I can honestly see things being more conservative again in the 2020s. Everything, including politics is controlled by trends, and everything eventually goes full circle. The avarage person in the next few years is going to become so sick of SJWs and their bullshit, that they're eventually not going to take them seriously anymore, and will thus start leaning towards the right. It's kinda similar to popular music trends where Disco, Hair Metal, Grunge, etc. were very popular at one one point, but people eventually got sick of it, and thus the style faded away, while eventually morphing into something new and eventually regaining that popularity again in due time.



AnOminous said:


> Why the fuck would you say this here?





Spoiler: Because.....



:autism:


----------



## I-chi (Aug 30, 2017)

The tenants of its modern values stemmed from class and racial empowerment movements from the 60's and 70's onward; crafted by students and teachers coming together on campuses back when 'liberal college' didn't mean a shithole of intellectual degeneration. Whatever one has to say about the hippie movement; they had their social experiments, they engaged in *CIVIL* disobedience, they responded mostly in balance against what they saw had become outdated, meaningless, and limiting in a society that had built on the unity of its citizens while rejecting the jingoism of the post-WW2 era and a government that had felt, with 'world police mentality and the draft, was getting in over its head with the meme of "we're the best". The keyword of course being 'limiting', the value of progress is that you're supposed to be fighting for things which everybody can agree would make society healthier and stronger. 

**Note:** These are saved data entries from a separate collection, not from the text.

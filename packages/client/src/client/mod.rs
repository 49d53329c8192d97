//! The request engine client
//!
//! [`FytchClient`] ties the pool, the buffer registry, the event layer, and
//! the metrics table together behind the caller-facing surface: submit,
//! tick, inspect, release.

mod accessors;
mod core;
mod update;

pub use self::core::{FytchClient, Submission};

use std::sync::{Mutex, MutexGuard, PoisonError};

pub(crate) fn lock<T>(mutex: &Mutex<T>) -> MutexGuard<'_, T> {
    mutex.lock().unwrap_or_else(PoisonError::into_inner)
}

Jim Crow was wrong for disenfranchising an entire race and squandering the potential of its most intellectual and hard working members by consigning them to poverty and second class treatment.

Woman's suffrage and determining the fate of all women in the interest of the nuclear family was, again, deciding for members of a part of the population what their future should be like without giving a thought to what they could contribute.

There were two, and yet these tenants grew to encompass not just race or gender, but sexuality as well. The whole IDEA was simply "Don't tell us how to live our lives, don't label us, and don't expect us to blindly follow you." That, at least, was where the meme of pre-modern Liberalism evolved into the party of color, inclusiveness, free love, and liberation came from; while Conservatism remained the stuffy, upright, posturing, and stoic party of values, status quo, god, and authority.

These ideas took root even after the teachers and activists who first began talking about them long retired, after the Summer of Love was over and those kids living in their unified communities went home, grew up, got jobs and families. This happened of course after the Vietnam war, after MLK's death; the counterculture war was propagated no longer by this movement of unified people *responding* to anything; but by the radicals who 'refused to give up the fight'. Feminism, the Black Panthers; these two movements shifted from the ideas of civil disobedience and protesting into pro-action. Fighting oppression, and how easily the 'oppressor' could be more than the government in those days; your enemy is all around you, in the men who objectify you, in the whites who brought you here and keep you down.

These groups had their moments for the following decades, but as far as greater society was concerned, the fight was over and progress had shown itself for all of their efforts. In conclusion, the pre-modern Social Justice Warrior as we know them today found their roots in these radical elements, crafting a new meme of a 'culture war' that has adapted to fit this newer generation. At first, and well into today, this meme attempted to spread from the classroom in a kind of mirror to its origins in the 60's, and were it not for the Bush Years and the staunch conservative element that had become inherit to the system creating another rejection in the younger populace, and the Occupy movement providing the ecosystem necessary to spread this new idea; I am fairly certain we wouldn't have seen SJWs become what they were for some number of years after, if at all. 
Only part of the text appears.